Barry Ritholtz, August 9, 2021 [The Big Picture]

Over a century ago, Veblen explained how “trained incapacity” helps sustain delusion. 

I spent the past 5 days hanging out in the woods of Maine — fishing, drinking, eating but mostly talking with asset managers and economists about . . . everything. The collective AUM of the group (minus the Fed folks) was estimated at about $1 trillion dollars. These were not casual conversations, but deep, thoughtful discussions about the state of the world.…
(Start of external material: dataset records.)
async fn run_spl(ctx: &Context, p: &Printer, command: SplCommands) -> anyhow::Result<()> {
    match command {
        SplCommands::Init { decimals, memo } => p.print(
            &spl::create_mint::run(
                ctx,
                spl::create_mint::Input {
                    decimals,
                    mint_authority: None,
                    freeze_authority: None,
                    memo,
                },
            )
            .await?,
        ),
        SplCommands::Metadata {
            mint,
            name,
            symbol,
            uri,
        } => p.print(
            &spl::create_metadata::run(
                ctx,
                spl::create_metadata::Input {
                    mint,
                    name,
                    symbol,
                    uri,
                    seller_fee_basis_points: 0,
                    creators: None,
                    is_mutable: true,
                },
            )
            .await?,
        ),
        SplCommands::Mint {
            mint,
            amount,
            to,
            decimals,
        } => p.print(
            &spl::mint_to::run(
                ctx,
                spl::mint_to::Input {
                    mint,
                    recipient: to,
                    amount,
                    decimals,
                },
            )
            .await?,
        ),
        SplCommands::Transfer {
            mint,
            to,
            amount,
            decimals,
            memo,
            require_funded,
        } => p.print(
            &spl::transfer::run(
                ctx,
                spl::transfer::Input {
                    mint,
                    recipient: to,
                    amount,
                    decimals,
                    memo,
                    allow_unfunded_recipient: !require_funded,
                },
            )
            .await?,
        ),
    }
}

async fn run_nft(ctx: &Context, p: &Printer, command: NftCommands) -> anyhow::Result<()> {
    match command {
        NftCommands::Image { path, no_fund } => p.print(
            &nft::upload_image::run(
                ctx,
                nft::upload_image::Input {
                    path,
                    fund_bundlr: !no_fund,
                },
            )
            .await?,
        ),
        NftCommands::Metadata {
            file,
            image,
            name,
            symbol,
            description,
            image_type,
            seller_fee_basis_points,
            no_fund,
        } => {
            let metadata = match (file, image) {
                (Some(file), _) => {
                    let text = std::fs::read_to_string(&file)
                        .with_context(|| format!("failed to read {}", file.display()))?;
                    serde_json::from_str::<NftMetadata>(&text)?
                }
                (None, Some(image)) => NftMetadata::single_image(
                    name,
                    symbol,
                    description,
                    image,
                    image_type,
                    ctx.payer.pubkey(),
                    seller_fee_basis_points,
                ),
                (None, None) => anyhow::bail!("either --file or --image is required"),
            };
            p.print(
                &nft::upload_metadata::run(
                    ctx,
                    nft::upload_metadata::Input {
                        metadata,
                        fund_bundlr: !no_fund,
                    },
                )
                .await?,
            )
        }
        NftCommands::Mint {
            uri,
            name,
            symbol,
            seller_fee_basis_points,
            immutable,
        } => p.print(
            &nft::mint_nft::run(
                ctx,
                nft::mint_nft::Input {
                    uri,
                    name,
                    symbol,
                    seller_fee_basis_points,
                    is_mutable: !immutable,
                },
            )
            .await?,
        ),
    }
}

async fn run_vault(ctx: &Context, p: &Printer, command: VaultCommands) -> anyhow::Result<()> {
    match command {
        VaultCommands::Initialize { out, force } => p.print(
            &vault::initialize::run(
                ctx,
                vault::initialize::Input {
                    vault_state_path: out,
                    force,
                },
            )
            .await?,
        ),
        VaultCommands::Deposit {
            vault_state,
            amount,
        } => p.print(
            &vault::deposit::run(
                ctx,
                vault::deposit::Input {
                    vault_state: parse_address(&vault_state)?,
                    amount,
                },
            )
            .await?,
        ),
        VaultCommands::Withdraw {
            vault_state,
            amount,
        } => p.print(
            &vault::withdraw::run(
                ctx,
                vault::withdraw::Input {
                    vault_state: parse_address(&vault_state)?,
                    amount,
                },
            )
            .await?,
        ),
        VaultCommands::DepositSpl {
            vault_state,
            mint,
            amount,
            decimals,
        } => p.print(
            &vault::deposit_spl::run(
                ctx,
                vault::deposit_spl::Input {
                    vault_state: parse_address(&vault_state)?,
                    mint,
                    amount,
                    decimals,
                },
            )
            .await?,
        ),
        VaultCommands::WithdrawSpl {
            vault_state,
            mint,
            amount,
            decimals,
        } => p.print(
            &vault::withdraw_spl::run(
                ctx,
                vault::withdraw_spl::Input {
                    vault_state: parse_address(&vault_state)?,
                    mint,
                    amount,
                    decimals,
                },
            )
            .await?,
        ),
        VaultCommands::Show { vault_state } => p.print(
            &vault::show::run(
                ctx,
                vault::show::Input {
                    vault_state: parse_address(&vault_state)?,
                },
            )
            .await?,
        ),
    }
}

async fn run_escrow(ctx: &Context, p: &Printer, command: EscrowCommands) -> anyhow::Result<()> {
    match command {
        EscrowCommands::Make {
            maker_token,
            taker_token,
            deposit_amount,
            offer_amount,
            seed,
        } => p.print(
            &escrow::make::run(
                ctx,
                escrow::make::Input {
                    maker_token,
                    taker_token,
                    seed,
                    deposit_amount,
                    offer_amount,
                },
            )
            .await?,
        ),
        EscrowCommands::Take { escrow: address } => p.print(
            &escrow::take::run(ctx, escrow::take::Input { escrow: address }).await?,
        ),
        EscrowCommands::Refund { escrow: address } => p.print(
            &escrow::refund::run(ctx, escrow::refund::Input { escrow: address }).await?,
        ),
        EscrowCommands::Show { escrow: address } => p.print(
            &escrow::show::run(ctx, escrow::show::Input { escrow: address }).await?,
        ),
    }
}

fn context(cfg: ClientConfig) -> anyhow::Result<Context> {
    let ctx = Context::from_config(cfg)?;
    tracing::debug!("wallet {}", ctx.payer.pubkey());
    Ok(ctx)
}

async fn run(args: Args) -> anyhow::Result<()> {
    let env: HashMap<String, String> = std::env::vars().collect();
    let cfg = build_config(&args, &env)?;
    let p = Printer {
        network: cfg.cluster(),
        json: args.json,
    };

    match args.command {
        Commands::Keygen { path, force } => {
            p.print(&generate_keypair::run(generate_keypair::Input { path, force })?)
        }
        Commands::Pda { program_id, seeds } => {
            let seeds = seeds
                .iter()
                .map(|s| find_pda::parse_seed(s))
                .collect::<Result<Vec<_>, _>>()?;
            p.print(&find_pda::run(find_pda::Input { program_id, seeds })?)
        }
        Commands::List => {
            for (name, command) in cmds_solana::command::collect_commands() {
                println!("{:<20} {}", name, command.about);
            }
            Ok(())
        }
        Commands::Airdrop { amount, to } => p.print(
            &request_airdrop::run(
                &context(cfg)?,
                request_airdrop::Input { pubkey: to, amount },
            )
            .await?,
        ),
        Commands::Spl { command } => run_spl(&context(cfg)?, &p, command).await,
        Commands::Nft { command } => run_nft(&context(cfg)?, &p, command).await,
        Commands::Vault { command } => run_vault(&context(cfg)?, &p, command).await,
        Commands::Escrow { command } => run_escrow(&context(cfg)?, &p, command).await,
    }
}

#[tokio::main]
async fn main() {
    dotenv::dotenv().ok();
    tracing_subscriber::fmt()
        .with_env_filter(
            EnvFilter::try_from_default_env().unwrap_or_else(|_| EnvFilter::new("info")),
        )
        .with_writer(std::io::stderr)
        .init();

    let args = Args::parse();
    if let Err(e) = run(args).await {
        eprintln!("Oops, something went wrong: {}", e);
        std::process::exit(1);
    }
}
The one concept that caught my attention in many conversations was simply the sheer volume of Capital sloshing around. Not just on the deck off of the dining room, or even the US system, but throughout the entire global financial system.

The world is awash in capital, in so much cash, that it is a little difficult to comprehend. Not only are equities priced higher, but every asset class you can think of is being driven up as faithful money seeks a dry, safe and happy home….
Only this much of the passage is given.